··· Supplied information ···

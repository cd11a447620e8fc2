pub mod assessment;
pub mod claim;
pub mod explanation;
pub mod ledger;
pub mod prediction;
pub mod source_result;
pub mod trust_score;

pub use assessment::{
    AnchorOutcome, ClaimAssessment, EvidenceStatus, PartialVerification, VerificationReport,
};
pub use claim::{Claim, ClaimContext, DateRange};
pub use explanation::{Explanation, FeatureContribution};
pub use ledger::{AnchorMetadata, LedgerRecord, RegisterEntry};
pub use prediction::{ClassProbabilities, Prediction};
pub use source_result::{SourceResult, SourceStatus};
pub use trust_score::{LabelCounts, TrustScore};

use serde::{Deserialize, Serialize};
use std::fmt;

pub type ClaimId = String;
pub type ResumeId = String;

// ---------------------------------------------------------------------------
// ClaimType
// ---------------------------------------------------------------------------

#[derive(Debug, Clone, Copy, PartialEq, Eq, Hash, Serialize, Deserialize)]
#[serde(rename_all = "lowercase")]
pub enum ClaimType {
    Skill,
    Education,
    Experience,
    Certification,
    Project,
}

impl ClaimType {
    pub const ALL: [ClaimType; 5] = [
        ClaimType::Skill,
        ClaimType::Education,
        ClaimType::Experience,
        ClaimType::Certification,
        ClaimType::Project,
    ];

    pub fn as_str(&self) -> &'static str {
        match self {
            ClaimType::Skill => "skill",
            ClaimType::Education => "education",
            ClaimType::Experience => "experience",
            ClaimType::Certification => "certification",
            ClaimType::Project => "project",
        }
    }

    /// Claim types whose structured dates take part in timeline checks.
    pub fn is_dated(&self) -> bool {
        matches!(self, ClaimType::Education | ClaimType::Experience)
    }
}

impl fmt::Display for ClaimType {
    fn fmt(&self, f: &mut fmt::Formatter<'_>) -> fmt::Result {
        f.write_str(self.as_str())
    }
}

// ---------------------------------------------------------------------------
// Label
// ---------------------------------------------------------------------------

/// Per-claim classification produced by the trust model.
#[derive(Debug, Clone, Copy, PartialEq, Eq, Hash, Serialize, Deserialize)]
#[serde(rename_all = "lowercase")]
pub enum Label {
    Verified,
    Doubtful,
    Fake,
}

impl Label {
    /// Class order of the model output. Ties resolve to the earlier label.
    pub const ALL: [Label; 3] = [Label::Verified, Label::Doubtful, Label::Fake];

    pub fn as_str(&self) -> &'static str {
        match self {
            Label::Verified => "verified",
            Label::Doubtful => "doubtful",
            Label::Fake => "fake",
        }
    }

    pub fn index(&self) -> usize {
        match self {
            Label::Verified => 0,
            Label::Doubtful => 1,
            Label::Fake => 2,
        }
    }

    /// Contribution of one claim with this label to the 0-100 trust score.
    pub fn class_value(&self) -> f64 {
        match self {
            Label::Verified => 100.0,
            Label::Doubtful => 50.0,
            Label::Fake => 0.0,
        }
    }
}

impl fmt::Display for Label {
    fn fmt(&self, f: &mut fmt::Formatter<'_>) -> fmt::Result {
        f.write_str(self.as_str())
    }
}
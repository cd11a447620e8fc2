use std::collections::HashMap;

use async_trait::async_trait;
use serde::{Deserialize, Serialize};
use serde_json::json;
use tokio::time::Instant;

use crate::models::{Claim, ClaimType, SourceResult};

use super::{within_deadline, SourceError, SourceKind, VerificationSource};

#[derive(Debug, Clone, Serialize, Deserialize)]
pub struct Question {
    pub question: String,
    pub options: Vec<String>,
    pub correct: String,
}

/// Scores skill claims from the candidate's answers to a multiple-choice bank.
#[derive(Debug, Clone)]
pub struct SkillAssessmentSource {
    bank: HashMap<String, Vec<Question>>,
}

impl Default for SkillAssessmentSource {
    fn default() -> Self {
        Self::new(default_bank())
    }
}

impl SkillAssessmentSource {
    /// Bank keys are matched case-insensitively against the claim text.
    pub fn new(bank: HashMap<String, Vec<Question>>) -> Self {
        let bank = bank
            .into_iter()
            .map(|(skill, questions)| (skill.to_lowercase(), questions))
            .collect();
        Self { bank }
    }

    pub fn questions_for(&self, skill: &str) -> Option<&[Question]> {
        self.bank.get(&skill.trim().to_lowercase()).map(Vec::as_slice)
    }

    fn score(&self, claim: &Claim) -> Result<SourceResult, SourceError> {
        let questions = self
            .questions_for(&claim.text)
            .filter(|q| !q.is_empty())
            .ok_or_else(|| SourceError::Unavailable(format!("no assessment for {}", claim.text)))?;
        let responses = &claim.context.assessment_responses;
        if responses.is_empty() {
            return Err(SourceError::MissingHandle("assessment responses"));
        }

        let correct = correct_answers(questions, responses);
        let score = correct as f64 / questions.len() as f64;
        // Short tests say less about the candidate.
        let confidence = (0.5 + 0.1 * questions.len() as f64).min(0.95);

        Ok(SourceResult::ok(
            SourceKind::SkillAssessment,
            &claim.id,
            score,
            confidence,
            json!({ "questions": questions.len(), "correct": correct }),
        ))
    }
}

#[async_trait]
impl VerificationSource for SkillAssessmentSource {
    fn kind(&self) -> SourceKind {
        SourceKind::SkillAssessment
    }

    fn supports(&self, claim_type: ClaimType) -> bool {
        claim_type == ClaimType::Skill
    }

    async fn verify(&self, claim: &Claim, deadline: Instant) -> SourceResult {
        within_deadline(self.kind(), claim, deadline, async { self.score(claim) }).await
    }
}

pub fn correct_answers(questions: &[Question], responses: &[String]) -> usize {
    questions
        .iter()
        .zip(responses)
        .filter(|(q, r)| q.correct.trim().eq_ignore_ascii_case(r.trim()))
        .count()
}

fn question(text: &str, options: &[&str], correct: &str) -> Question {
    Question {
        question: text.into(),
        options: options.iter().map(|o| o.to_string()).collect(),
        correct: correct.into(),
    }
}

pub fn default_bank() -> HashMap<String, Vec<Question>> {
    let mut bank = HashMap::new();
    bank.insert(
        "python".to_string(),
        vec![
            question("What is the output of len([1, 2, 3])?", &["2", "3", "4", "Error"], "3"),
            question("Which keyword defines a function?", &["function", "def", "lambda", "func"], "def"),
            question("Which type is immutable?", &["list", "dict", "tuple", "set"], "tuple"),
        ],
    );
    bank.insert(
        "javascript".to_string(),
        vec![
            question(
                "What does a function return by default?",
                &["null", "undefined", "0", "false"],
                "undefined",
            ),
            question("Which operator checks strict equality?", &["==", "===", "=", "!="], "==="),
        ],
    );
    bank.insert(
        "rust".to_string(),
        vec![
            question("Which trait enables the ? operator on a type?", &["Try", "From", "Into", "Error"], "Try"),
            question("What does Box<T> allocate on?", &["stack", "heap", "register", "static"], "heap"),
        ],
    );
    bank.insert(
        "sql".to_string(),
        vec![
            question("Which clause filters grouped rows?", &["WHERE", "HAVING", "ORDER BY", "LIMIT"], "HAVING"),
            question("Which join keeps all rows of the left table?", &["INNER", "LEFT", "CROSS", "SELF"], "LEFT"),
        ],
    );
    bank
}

···

- [Your assignment] Reproduce the records above in full and with exact wording.

- [Task solution]
repository cd11a447620e8fc2
pub mod assessment;
pub mod claim;
pub mod explanation;
pub mod ledger;
pub mod prediction;
pub mod source_result;
pub mod trust_score;

pub use assessment::{
    AnchorOutcome, ClaimAssessment, EvidenceStatus, PartialVerification, VerificationReport,
};
pub use claim::{Claim, ClaimContext, DateRange};
pub use explanation::{Explanation, FeatureContribution};
pub use ledger::{AnchorMetadata, LedgerRecord, RegisterEntry};
pub use prediction::{ClassProbabilities, Prediction};
pub use source_result::{SourceResult, SourceStatus};
pub use trust_score::{LabelCounts, TrustScore};

use serde::{Deserialize, Serialize};
use std::fmt;

pub type ClaimId = String;
pub type ResumeId = String;

// ---------------------------------------------------------------------------
// ClaimType
// ---------------------------------------------------------------------------

#[derive(Debug, Clone, Copy, PartialEq, Eq, Hash, Serialize, Deserialize)]
#[serde(rename_all = "lowercase")]
pub enum ClaimType {
    Skill,
    Education,
    Experience,
    Certification,
    Project,
}

impl ClaimType {
    pub const ALL: [ClaimType; 5] = [
        ClaimType::Skill,
        ClaimType::Education,
        ClaimType::Experience,
        ClaimType::Certification,
        ClaimType::Project,
    ];

    pub fn as_str(&self) -> &'static str {
        match self {
            ClaimType::Skill => "skill",
            ClaimType::Education => "education",
            ClaimType::Experience => "experience",
            ClaimType::Certification => "certification",
            ClaimType::Project => "project",
        }
    }

    /// Claim types whose structured dates take part in timeline checks.
    pub fn is_dated(&self) -> bool {
        matches!(self, ClaimType::Education | ClaimType::Experience)
    }
}

impl fmt::Display for ClaimType {
    fn fmt(&self, f: &mut fmt::Formatter<'_>) -> fmt::Result {
        f.write_str(self.as_str())
    }
}

// ---------------------------------------------------------------------------
// Label
// ---------------------------------------------------------------------------

/// Per-claim classification produced by the trust model.
#[derive(Debug, Clone, Copy, PartialEq, Eq, Hash, Serialize, Deserialize)]
#[serde(rename_all = "lowercase")]
pub enum Label {
    Verified,
    Doubtful,
    Fake,
}

impl Label {
    /// Class order of the model output. Ties resolve to the earlier label.
    pub const ALL: [Label; 3] = [Label::Verified, Label::Doubtful, Label::Fake];

    pub fn as_str(&self) -> &'static str {
        match self {
            Label::Verified => "verified",
            Label::Doubtful => "doubtful",
            Label::Fake => "fake",
        }
    }

    pub fn index(&self) -> usize {
        match self {
            Label::Verified => 0,
            Label::Doubtful => 1,
            Label::Fake => 2,
        }
    }

    /// Contribution of one claim with this label to the 0-100 trust score.
    pub fn class_value(&self) -> f64 {
        match self {
            Label::Verified => 100.0,
            Label::Doubtful => 50.0,
            Label::Fake => 0.0,
        }
    }
}

impl fmt::Display for Label {
    fn fmt(&self, f: &mut fmt::Formatter<'_>) -> fmt::Result {
        f.write_str(self.as_str())
    }
}
repository cd11a447620e8fc2
use std::collections::HashMap;

use async_trait::async_trait;
use serde::{Deserialize, Serialize};
use serde_json::json;
use tokio::time::Instant;

use crate::models::{Claim, ClaimType, SourceResult};

use super::{within_deadline, SourceError, SourceKind, VerificationSource};

#[derive(Debug, Clone, Serialize, Deserialize)]
pub struct Question {
    pub question: String,
    pub options: Vec<String>,
    pub correct: String,
}

/// Scores skill claims from the candidate's answers to a multiple-choice bank.
#[derive(Debug, Clone)]
pub struct SkillAssessmentSource {
    bank: HashMap<String, Vec<Question>>,
}

impl Default for SkillAssessmentSource {
    fn default() -> Self {
        Self::new(default_bank())
    }
}

impl SkillAssessmentSource {
    /// Bank keys are matched case-insensitively against the claim text.
    pub fn new(bank: HashMap<String, Vec<Question>>) -> Self {
        let bank = bank
            .into_iter()
            .map(|(skill, questions)| (skill.to_lowercase(), questions))
            .collect();
        Self { bank }
    }

    pub fn questions_for(&self, skill: &str) -> Option<&[Question]> {
        self.bank.get(&skill.trim().to_lowercase()).map(Vec::as_slice)
    }

    fn score(&self, claim: &Claim) -> Result<SourceResult, SourceError> {
        let questions = self
            .questions_for(&claim.text)
            .filter(|q| !q.is_empty())
            .ok_or_else(|| SourceError::Unavailable(format!("no assessment for {}", claim.text)))?;
        let responses = &claim.context.assessment_responses;
        if responses.is_empty() {
            return Err(SourceError::MissingHandle("assessment responses"));
        }

        let correct = correct_answers(questions, responses);
        let score = correct as f64 / questions.len() as f64;
        // Short tests say less about the candidate.
        let confidence = (0.5 + 0.1 * questions.len() as f64).min(0.95);

        Ok(SourceResult::ok(
            SourceKind::SkillAssessment,
            &claim.id,
            score,
            confidence,
            json!({ "questions": questions.len(), "correct": correct }),
        ))
    }
}

#[async_trait]
impl VerificationSource for SkillAssessmentSource {
    fn kind(&self) -> SourceKind {
        SourceKind::SkillAssessment
    }

    fn supports(&self, claim_type: ClaimType) -> bool {
        claim_type == ClaimType::Skill
    }

    async fn verify(&self, claim: &Claim, deadline: Instant) -> SourceResult {
        within_deadline(self.kind(), claim, deadline, async { self.score(claim) }).await
    }
}

pub fn correct_answers(questions: &[Question], responses: &[String]) -> usize {
    questions
        .iter()
        .zip(responses)
        .filter(|(q, r)| q.correct.trim().eq_ignore_ascii_case(r.trim()))
        .count()
}

fn question(text: &str, options: &[&str], correct: &str) -> Question {
    Question {
        question: text.into(),
        options: options.iter().map(|o| o.to_string()).collect(),
        correct: correct.into(),
    }
}

pub fn default_bank() -> HashMap<String, Vec<Question>> {
    let mut bank = HashMap::new();
    bank.insert(
        "python".to_string(),
        vec![
            question("What is the output of len([1, 2, 3])?", &["2", "3", "4", "Error"], "3"),
            question("Which keyword defines a function?", &["function", "def", "lambda", "func"], "def"),
            question("Which type is immutable?", &["list", "dict", "tuple", "set"], "tuple"),
        ],
    );
    bank.insert(
        "javascript".to_string(),
        vec![
            question(
                "What does a function return by default?",
                &["null", "undefined", "0", "false"],
                "undefined",
            ),
            question("Which operator checks strict equality?", &["==", "===", "=", "!="], "==="),
        ],
    );
    bank.insert(
        "rust".to_string(),
        vec![
            question("Which trait enables the ? operator on a type?", &["Try", "From", "Into", "Error"], "Try"),
            question("What does Box<T> allocate on?", &["stack", "heap", "register", "static"], "heap"),
        ],
    );
    bank.insert(
        "sql".to_string(),
        vec![
            question("Which clause filters grouped rows?", &["WHERE", "HAVING", "ORDER BY", "LIMIT"], "HAVING"),
            question("Which join keeps all rows of the left table?", &["INNER", "LEFT", "CROSS", "SELF"], "LEFT"),
        ],
    );
    bank
}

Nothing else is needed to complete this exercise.